▶ _RECORDS TO USE_:
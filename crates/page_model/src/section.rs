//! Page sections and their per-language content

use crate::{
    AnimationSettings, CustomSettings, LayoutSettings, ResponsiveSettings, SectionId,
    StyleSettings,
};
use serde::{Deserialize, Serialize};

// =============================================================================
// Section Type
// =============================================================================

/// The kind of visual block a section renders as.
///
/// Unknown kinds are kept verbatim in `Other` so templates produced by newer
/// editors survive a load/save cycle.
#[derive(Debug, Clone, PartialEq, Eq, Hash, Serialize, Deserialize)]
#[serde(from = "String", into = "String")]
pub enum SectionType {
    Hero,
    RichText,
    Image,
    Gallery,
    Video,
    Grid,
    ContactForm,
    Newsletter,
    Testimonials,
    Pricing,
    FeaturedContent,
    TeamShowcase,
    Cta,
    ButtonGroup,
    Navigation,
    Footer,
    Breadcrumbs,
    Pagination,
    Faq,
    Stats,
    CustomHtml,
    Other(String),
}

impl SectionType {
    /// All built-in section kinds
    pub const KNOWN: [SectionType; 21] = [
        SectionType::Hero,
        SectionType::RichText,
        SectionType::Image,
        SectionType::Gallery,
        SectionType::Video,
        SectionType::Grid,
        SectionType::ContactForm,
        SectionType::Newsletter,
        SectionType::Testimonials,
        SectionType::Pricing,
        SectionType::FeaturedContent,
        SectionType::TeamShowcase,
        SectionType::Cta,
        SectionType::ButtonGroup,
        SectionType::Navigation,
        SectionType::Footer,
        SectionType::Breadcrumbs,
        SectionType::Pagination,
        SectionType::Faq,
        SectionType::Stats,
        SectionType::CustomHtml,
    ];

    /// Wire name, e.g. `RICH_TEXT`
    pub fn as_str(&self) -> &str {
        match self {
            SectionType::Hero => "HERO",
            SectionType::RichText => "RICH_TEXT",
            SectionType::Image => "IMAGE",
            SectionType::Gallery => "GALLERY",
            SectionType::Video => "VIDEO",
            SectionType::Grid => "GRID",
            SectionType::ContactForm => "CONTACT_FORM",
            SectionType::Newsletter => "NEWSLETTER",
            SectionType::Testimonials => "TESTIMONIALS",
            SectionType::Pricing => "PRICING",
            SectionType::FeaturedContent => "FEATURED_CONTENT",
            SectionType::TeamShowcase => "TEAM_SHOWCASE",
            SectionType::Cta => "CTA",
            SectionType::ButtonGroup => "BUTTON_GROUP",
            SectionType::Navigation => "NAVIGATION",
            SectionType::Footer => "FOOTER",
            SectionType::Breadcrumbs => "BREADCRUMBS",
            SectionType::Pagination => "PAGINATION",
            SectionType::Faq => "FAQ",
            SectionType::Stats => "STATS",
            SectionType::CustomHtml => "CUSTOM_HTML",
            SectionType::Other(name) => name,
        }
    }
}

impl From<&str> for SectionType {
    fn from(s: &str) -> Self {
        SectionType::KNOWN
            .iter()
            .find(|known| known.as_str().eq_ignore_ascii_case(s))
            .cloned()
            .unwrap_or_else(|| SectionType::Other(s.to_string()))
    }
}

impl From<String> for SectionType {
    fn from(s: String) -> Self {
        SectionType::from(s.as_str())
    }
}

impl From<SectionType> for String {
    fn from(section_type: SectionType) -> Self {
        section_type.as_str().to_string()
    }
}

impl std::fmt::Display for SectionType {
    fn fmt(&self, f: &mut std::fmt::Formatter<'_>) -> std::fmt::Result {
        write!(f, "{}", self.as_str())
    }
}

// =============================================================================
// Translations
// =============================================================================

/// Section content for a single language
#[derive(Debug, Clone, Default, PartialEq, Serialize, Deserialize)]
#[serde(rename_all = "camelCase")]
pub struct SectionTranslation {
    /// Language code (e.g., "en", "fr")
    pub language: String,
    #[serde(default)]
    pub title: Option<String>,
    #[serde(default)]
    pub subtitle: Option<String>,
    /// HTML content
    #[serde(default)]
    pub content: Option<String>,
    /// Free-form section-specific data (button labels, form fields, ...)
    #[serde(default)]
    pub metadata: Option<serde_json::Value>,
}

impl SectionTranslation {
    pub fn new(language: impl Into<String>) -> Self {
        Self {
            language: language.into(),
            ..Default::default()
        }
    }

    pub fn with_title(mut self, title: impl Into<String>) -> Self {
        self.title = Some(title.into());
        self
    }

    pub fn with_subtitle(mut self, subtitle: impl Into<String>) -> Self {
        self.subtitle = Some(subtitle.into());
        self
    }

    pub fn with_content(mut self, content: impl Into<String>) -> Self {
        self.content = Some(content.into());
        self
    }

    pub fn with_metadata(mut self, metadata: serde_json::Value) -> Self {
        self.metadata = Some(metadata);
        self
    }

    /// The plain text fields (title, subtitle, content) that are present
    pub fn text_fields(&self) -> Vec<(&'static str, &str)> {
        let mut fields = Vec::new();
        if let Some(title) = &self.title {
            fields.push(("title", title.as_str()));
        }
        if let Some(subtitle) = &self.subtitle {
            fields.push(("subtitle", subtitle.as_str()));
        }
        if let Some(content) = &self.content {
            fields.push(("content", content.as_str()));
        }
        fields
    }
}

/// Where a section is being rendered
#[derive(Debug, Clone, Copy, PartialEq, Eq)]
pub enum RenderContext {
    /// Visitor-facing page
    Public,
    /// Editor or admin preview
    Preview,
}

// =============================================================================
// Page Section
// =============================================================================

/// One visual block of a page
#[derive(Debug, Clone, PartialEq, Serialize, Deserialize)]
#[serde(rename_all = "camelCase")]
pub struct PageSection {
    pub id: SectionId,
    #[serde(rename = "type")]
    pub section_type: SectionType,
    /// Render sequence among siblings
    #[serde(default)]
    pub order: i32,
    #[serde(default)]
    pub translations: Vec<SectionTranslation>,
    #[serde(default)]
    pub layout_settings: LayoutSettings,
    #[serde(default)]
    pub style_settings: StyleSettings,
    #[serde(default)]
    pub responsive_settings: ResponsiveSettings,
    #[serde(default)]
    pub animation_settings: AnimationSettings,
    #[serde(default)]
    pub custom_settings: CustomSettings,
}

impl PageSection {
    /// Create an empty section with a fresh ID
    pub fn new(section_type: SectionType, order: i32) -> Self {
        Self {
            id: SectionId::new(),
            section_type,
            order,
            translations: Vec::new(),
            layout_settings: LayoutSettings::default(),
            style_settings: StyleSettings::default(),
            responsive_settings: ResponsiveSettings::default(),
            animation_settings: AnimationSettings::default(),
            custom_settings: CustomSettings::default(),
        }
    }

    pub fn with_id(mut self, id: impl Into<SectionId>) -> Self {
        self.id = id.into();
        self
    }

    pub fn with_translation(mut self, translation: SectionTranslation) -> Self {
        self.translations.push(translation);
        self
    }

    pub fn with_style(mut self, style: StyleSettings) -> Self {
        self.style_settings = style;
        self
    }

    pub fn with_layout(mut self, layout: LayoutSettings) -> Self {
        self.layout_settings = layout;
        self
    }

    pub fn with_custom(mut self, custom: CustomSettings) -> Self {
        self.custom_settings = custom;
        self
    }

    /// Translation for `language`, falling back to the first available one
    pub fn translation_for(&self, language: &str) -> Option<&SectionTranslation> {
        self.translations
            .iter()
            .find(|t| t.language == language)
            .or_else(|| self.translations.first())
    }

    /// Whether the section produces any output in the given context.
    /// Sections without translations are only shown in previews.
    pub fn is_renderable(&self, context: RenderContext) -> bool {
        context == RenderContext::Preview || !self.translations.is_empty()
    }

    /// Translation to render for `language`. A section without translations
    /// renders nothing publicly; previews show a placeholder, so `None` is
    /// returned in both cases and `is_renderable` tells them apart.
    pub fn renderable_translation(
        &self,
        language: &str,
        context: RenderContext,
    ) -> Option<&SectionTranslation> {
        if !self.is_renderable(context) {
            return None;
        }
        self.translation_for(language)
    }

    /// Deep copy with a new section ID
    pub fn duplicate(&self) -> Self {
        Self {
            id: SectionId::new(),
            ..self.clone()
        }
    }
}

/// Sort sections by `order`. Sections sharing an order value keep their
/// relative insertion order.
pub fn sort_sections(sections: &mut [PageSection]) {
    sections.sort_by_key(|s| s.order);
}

▶ _YOUR GOAL_: Copy exactly, word for word, the line with "tells them apart." through the final line of the listing.

▶ _SOLUTION_:
    /// returned in both cases and `is_renderable` tells them apart.
    pub fn renderable_translation(
        &self,
        language: &str,
        context: RenderContext,
    ) -> Option<&SectionTranslation> {
        if !self.is_renderable(context) {
            return None;
        }
        self.translation_for(language)
    }

    /// Deep copy with a new section ID
    pub fn duplicate(&self) -> Self {
        Self {
            id: SectionId::new(),
            ..self.clone()
        }
    }
}

/// Sort sections by `order`. Sections sharing an order value keep their
/// relative insertion order.
pub fn sort_sections(sections: &mut [PageSection]) {
    sections.sort_by_key(|s| s.order);
}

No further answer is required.